# Data Preparation

## Table of Contents

1. [Data Cleaning for Baseline Model](#dc-base)
    - [Marital Status One Hot Encoding](#step1)
    - [Application Mode One Hot Encoding](#step2)
    - [Course One Hot Encoding](#step3)
    - [Rename Daytime/Nighttime Attendance](#step4)
    - [Modify Previous Qualifications](#step5)

In [1]:
import pandas as pd

data = pd.read_csv("data/student-dropout-academic-success.csv", sep=";")
df = data.copy()
data.head()

Unnamed: 0,Marital status,Application mode,Application order,Course,Daytime/evening attendance\t,Previous qualification,Previous qualification (grade),Nacionality,Mother's qualification,Father's qualification,...,Curricular units 2nd sem (credited),Curricular units 2nd sem (enrolled),Curricular units 2nd sem (evaluations),Curricular units 2nd sem (approved),Curricular units 2nd sem (grade),Curricular units 2nd sem (without evaluations),Unemployment rate,Inflation rate,GDP,Target
0,1,17,5,171,1,1,122.0,1,19,12,...,0,0,0,0,0.0,0,10.8,1.4,1.74,Dropout
1,1,15,1,9254,1,1,160.0,1,1,3,...,0,6,6,6,13.666667,0,13.9,-0.3,0.79,Graduate
2,1,1,5,9070,1,1,122.0,1,37,37,...,0,6,0,0,0.0,0,10.8,1.4,1.74,Dropout
3,1,17,2,9773,1,1,122.0,1,38,37,...,0,6,10,5,12.4,0,9.4,-0.8,-3.12,Graduate
4,2,39,1,8014,0,1,100.0,1,37,38,...,0,6,6,6,13.0,0,13.9,-0.3,0.79,Graduate


In [14]:
df.columns = df.columns.str.lower().str.replace(" ", "_").str.strip()
df.columns

Index(['marital_status', 'application_mode', 'application_order', 'course',
       'daytime/evening_attendance', 'previous_qualification',
       'previous_qualification_(grade)', 'nacionality',
       'mother's_qualification', 'father's_qualification',
       'mother's_occupation', 'father's_occupation', 'admission_grade',
       'displaced', 'educational_special_needs', 'debtor',
       'tuition_fees_up_to_date', 'gender', 'scholarship_holder',
       'age_at_enrollment', 'international',
       'curricular_units_1st_sem_(credited)',
       'curricular_units_1st_sem_(enrolled)',
       'curricular_units_1st_sem_(evaluations)',
       'curricular_units_1st_sem_(approved)',
       'curricular_units_1st_sem_(grade)',
       'curricular_units_1st_sem_(without_evaluations)',
       'curricular_units_2nd_sem_(credited)',
       'curricular_units_2nd_sem_(enrolled)',
       'curricular_units_2nd_sem_(evaluations)',
       'curricular_units_2nd_sem_(approved)',
       'curricular_units_2nd_s

## Data Cleaning for Baseline Model <a class="anchor" id="dc-base"></a>

We will start by cleaning the data for the baseline model. This will be for a target variable as is with Dropout, Enrolled, and Graduated.
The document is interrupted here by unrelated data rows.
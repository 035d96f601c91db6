//! Eulogy generation: a remote text model behind a trait, run on worker
//! threads and collected once per tick.

use std::sync::mpsc::{self, Receiver, Sender, TryRecvError};
use std::sync::Arc;
use std::thread;
use std::time::{Duration, SystemTime};

use reqwest::blocking::Client;
use reqwest::StatusCode;
use serde::{Deserialize, Serialize};
use thiserror::Error;
use tracing::{info, warn};

use super::funeral::{FuneralRequest, PendingRequest};
use crate::app::config::EulogyConfig;

const EMPTY_FALLBACK: &str = "Rest in Peace. Words fail us, literally.";
const ERROR_FALLBACK: &str = "The spirits are silent today (API Error). Rest in peace anyway.";

#[derive(Debug, Error)]
pub(crate) enum EulogyError {
    #[error("no API key in environment variable {env_var}")]
    MissingApiKey { env_var: String },
    #[error("eulogy request failed: {0}")]
    Transport(#[from] reqwest::Error),
    #[error("eulogy service answered with HTTP {0}")]
    Status(StatusCode),
    #[error("eulogy service returned no text")]
    EmptyResponse,
}

pub(crate) trait EulogyGenerator: Send + Sync {
    fn generate(&self, deceased_name: &str, cause_of_death: &str) -> Result<String, EulogyError>;
}

/// Runs `generator` and maps every failure onto a fixed fallback text, so a
/// submission always ends with a eulogy.
pub(crate) fn eulogy_or_fallback(
    generator: &dyn EulogyGenerator,
    deceased_name: &str,
    cause_of_death: &str,
) -> String {
    match generator.generate(deceased_name, cause_of_death) {
        Ok(text) if !text.trim().is_empty() => text.trim().to_string(),
        Ok(_) | Err(EulogyError::EmptyResponse) => {
            warn!(reason = "empty_response", "eulogy_fallback");
            EMPTY_FALLBACK.to_string()
        }
        Err(EulogyError::MissingApiKey { env_var }) => {
            warn!(reason = "missing_api_key", env_var = %env_var, "eulogy_fallback");
            offline_eulogy(deceased_name, cause_of_death)
        }
        Err(error) => {
            warn!(reason = "service_error", error = %error, "eulogy_fallback");
            ERROR_FALLBACK.to_string()
        }
    }
}

fn offline_eulogy(deceased_name: &str, cause_of_death: &str) -> String {
    format!(
        "Here lies {deceased_name}. They died of {cause_of_death}. \
         (API Key missing - running in offline mode)"
    )
}

fn build_prompt(deceased_name: &str, cause_of_death: &str) -> String {
    format!(
        "Write a witty, cynical, and slightly dark humorous eulogy for \"{deceased_name}\" \
         who died from \"{cause_of_death}\".\n\
         The tone should be like a 8-bit RPG NPC or a bored funeral director.\n\
         Target length: 75 words.\n\
         Break it into distinct sentences. Do not be overly offensive, just satirical.\n\
         If the cause is abstract (e.g. \"My motivation\"), personify it."
    )
}

#[derive(Debug, Serialize)]
struct GenerateRequest<'a> {
    contents: [Content<'a>; 1],
}

#[derive(Debug, Serialize)]
struct Content<'a> {
    parts: [Part<'a>; 1],
}

#[derive(Debug, Serialize)]
struct Part<'a> {
    text: &'a str,
}

#[derive(Debug, Default, Deserialize)]
#[serde(rename_all = "camelCase")]
struct GenerateResponse {
    #[serde(default)]
    candidates: Vec<Candidate>,
}

#[derive(Debug, Default, Deserialize)]
struct Candidate {
    #[serde(default)]
    content: CandidateContent,
}

#[derive(Debug, Default, Deserialize)]
struct CandidateContent {
    #[serde(default)]
    parts: Vec<ResponsePart>,
}

#[derive(Debug, Default, Deserialize)]
struct ResponsePart {
    #[serde(default)]
    text: String,
}

impl GenerateResponse {
    fn text(&self) -> String {
        self.candidates
            .first()
            .map(|candidate| {
                candidate
                    .content
                    .parts
                    .iter()
                    .map(|part| part.text.as_str())
                    .collect::<String>()
            })
            .unwrap_or_default()
    }
}

/// Gemini `generateContent` over a blocking HTTP client.
pub(crate) struct GeminiClient {
    http: Client,
    api_key: Option<String>,
    api_key_env: String,
    url: String,
}

impl GeminiClient {
    pub(crate) fn from_config(config: &EulogyConfig) -> Result<Self, EulogyError> {
        let http = Client::builder()
            .timeout(Duration::from_millis(config.timeout_ms))
            .build()?;
        let api_key = std::env::var(&config.api_key_env)
            .ok()
            .map(|key| key.trim().to_string())
            .filter(|key| !key.is_empty());
        info!(
            model = %config.model,
            api_key_present = api_key.is_some(),
            timeout_ms = config.timeout_ms,
            "eulogy_client_ready"
        );
        Ok(Self {
            http,
            api_key,
            api_key_env: config.api_key_env.clone(),
            url: format!(
                "{}/models/{}:generateContent",
                config.endpoint.trim_end_matches('/'),
                config.model
            ),
        })
    }
}

impl EulogyGenerator for GeminiClient {
    fn generate(&self, deceased_name: &str, cause_of_death: &str) -> Result<String, EulogyError> {
        let Some(api_key) = self.api_key.as_deref() else {
            return Err(EulogyError::MissingApiKey {
                env_var: self.api_key_env.clone(),
            });
        };
        let prompt = build_prompt(deceased_name, cause_of_death);
        let body = GenerateRequest {
            contents: [Content {
                parts: [Part { text: &prompt }],
            }],
        };
        let response = self
            .http
            .post(&self.url)
            .header("x-goog-api-key", api_key)
            .json(&body)
            .send()?;
        let status = response.status();
        if !status.is_success() {
            return Err(EulogyError::Status(status));
        }
        let text = response.json::<GenerateResponse>()?.text();
        if text.trim().is_empty() {
            return Err(EulogyError::EmptyResponse);
        }
        Ok(text)
    }
}

/// Stand-in used when no HTTP client could be built.
pub(crate) struct OfflineEulogy;

impl EulogyGenerator for OfflineEulogy {
    fn generate(&self, _: &str, _: &str) -> Result<String, EulogyError> {
        Err(EulogyError::MissingApiKey {
            env_var: "(offline)".to_string(),
        })
    }
}

#[derive(Debug)]
pub(crate) struct ResolvedEulogy {
    pub(crate) request: FuneralRequest,
    pub(crate) wait: Duration,
}

#[derive(Debug, Clone, Copy, PartialEq, Eq)]
enum Execution {
    Threaded,
    #[cfg(test)]
    Inline,
}

/// Hands eulogy jobs to named worker threads and collects finished ones over
/// a channel. Results are only observed through `poll`, so the scene sees
/// them at a tick boundary.
pub(crate) struct EulogyDispatcher {
    generator: Arc<dyn EulogyGenerator>,
    sender: Sender<FuneralRequest>,
    receiver: Receiver<FuneralRequest>,
    in_flight: usize,
    execution: Execution,
}

impl EulogyDispatcher {
    pub(crate) fn new(generator: Arc<dyn EulogyGenerator>) -> Self {
        Self::with_execution(generator, Execution::Threaded)
    }

    /// Generates on the submitting thread; the result still arrives via
    /// `poll`.
    #[cfg(test)]
    pub(crate) fn inline(generator: Arc<dyn EulogyGenerator>) -> Self {
        Self::with_execution(generator, Execution::Inline)
    }

    fn with_execution(generator: Arc<dyn EulogyGenerator>, execution: Execution) -> Self {
        let (sender, receiver) = mpsc::channel();
        Self {
            generator,
            sender,
            receiver,
            in_flight: 0,
            execution,
        }
    }

    pub(crate) fn submit(&mut self, request: PendingRequest) {
        info!(
            id = %request.id,
            deceased = %request.deceased_name,
            "eulogy_requested"
        );
        self.in_flight += 1;
        match self.execution {
            Execution::Threaded => self.spawn_worker(request),
            #[cfg(test)]
            Execution::Inline => {
                let resolved = resolve(self.generator.as_ref(), request);
                let _ = self.sender.send(resolved);
            }
        }
    }

    fn spawn_worker(&self, request: PendingRequest) {
        let generator = Arc::clone(&self.generator);
        let sender = self.sender.clone();
        let name = format!("eulogy-{}", request.id);
        let fallback = request.clone();
        let spawned = thread::Builder::new().name(name).spawn(move || {
            let resolved = resolve(generator.as_ref(), request);
            // The scene may have been torn down; nobody is listening then.
            let _ = sender.send(resolved);
        });
        if let Err(error) = spawned {
            warn!(error = %error, id = %fallback.id, "eulogy_worker_spawn_failed");
            let _ = self.sender.send(fallback.resolve(ERROR_FALLBACK.to_string()));
        }
    }

    /// Drains every eulogy finished since the last call.
    pub(crate) fn poll(&mut self) -> Vec<ResolvedEulogy> {
        let mut resolved = Vec::new();
        loop {
            match self.receiver.try_recv() {
                Ok(request) => {
                    self.in_flight = self.in_flight.saturating_sub(1);
                    let wait = SystemTime::now()
                        .duration_since(request.submitted_at)
                        .unwrap_or_default();
                    info!(
                        id = %request.id,
                        wait_ms = wait.as_millis() as u64,
                        "eulogy_resolved"
                    );
                    resolved.push(ResolvedEulogy { request, wait });
                }
                Err(TryRecvError::Empty) | Err(TryRecvError::Disconnected) => break,
            }
        }
        resolved
    }

    pub(crate) fn in_flight(&self) -> usize {
        self.in_flight
    }
}

fn resolve(generator: &dyn EulogyGenerator, request: PendingRequest) -> FuneralRequest {
    let eulogy = eulogy_or_fallback(generator, &request.deceased_name, &request.cause_of_death);
    request.resolve(eulogy)
}

#[cfg(test)]
pub(crate) mod test_support {
    use super::*;

    /// Returns a canned eulogy, or a canned failure.
    pub(crate) struct CannedEulogy(pub(crate) Result<&'static str, fn() -> EulogyError>);

    impl EulogyGenerator for CannedEulogy {
        fn generate(&self, _: &str, _: &str) -> Result<String, EulogyError> {
            match &self.0 {
                Ok(text) => Ok(text.to_string()),
                Err(make_error) => Err(make_error()),
            }
        }
    }
}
### 1.1 Marital Status <a class="anchor" id="step1"></a>

For now, we will convert this to a One Hot Encoded variable.

In [3]:
df.marital_status.unique()

array([1, 2, 4, 3, 5, 6], dtype=int64)

In [4]:
# mapping to string values so one hot encoding columns make sense
df.marital_status = df.marital_status.map(
    {1: "single", 2: "married", 3: "widower", 4: "divorced", 5: "facto_union", 6: "legally_separated"}
)

In [5]:
marital_status_df = pd.get_dummies(df.marital_status, "marital_status", dtype="int")\
    .drop("marital_status_single", axis=1)
df = df.join(marital_status_df)
df.shape

(4424, 42)

### 1.2 Application Mode <a class="anchor" id="step2"></a>

Need to convert back to labels then One Hot Encode them. For now I will just drop first because it is hard to get a column to drop through intuition.

In [6]:
df.application_mode = df.application_mode.map({
    1: "1st_phase_general_contingent", 2: "Ordinance_No_612/93", 
    5: "1st_phase_special_contingent_Azores_Island", 
    7: "Holders_of_other_higher_courses", 10: "Ordinance_No_854-B/99",
    15: "International_student_bachelor", 
    16: "1st_phase_special_contingent_Madeira_Island",
    17: "2nd_phase_general_contingent", 18: "3rd_phase_general_contingent",
    26: "Ordinance_No_533-A/99_item_b2_Different_Plan",
    27: "Ordinance_No_533-A/99_item_b3_Other_Institution",
    39: "Over_23_years_old", 42: "Transfer", 43: "Change_of_course",
    44: "Technological_specialization_diploma_holders",
    51: "Change_of_institution_course", 53: "Short_cycle_diploma_holders",
    57: "Change_of_institution_course_International"
})

In [7]:
applictaion_mode_dummies = pd.get_dummies(df.application_mode, "application_mode", drop_first=True, dtype="int")
# applictaion_mode_dummies

In [8]:
df = df.join(applictaion_mode_dummies)
df.shape

(4424, 59)

## Course <a class="anchor" id="step3"></a>

For this feature I need to map integers to real values then One Hot Encode them into categories.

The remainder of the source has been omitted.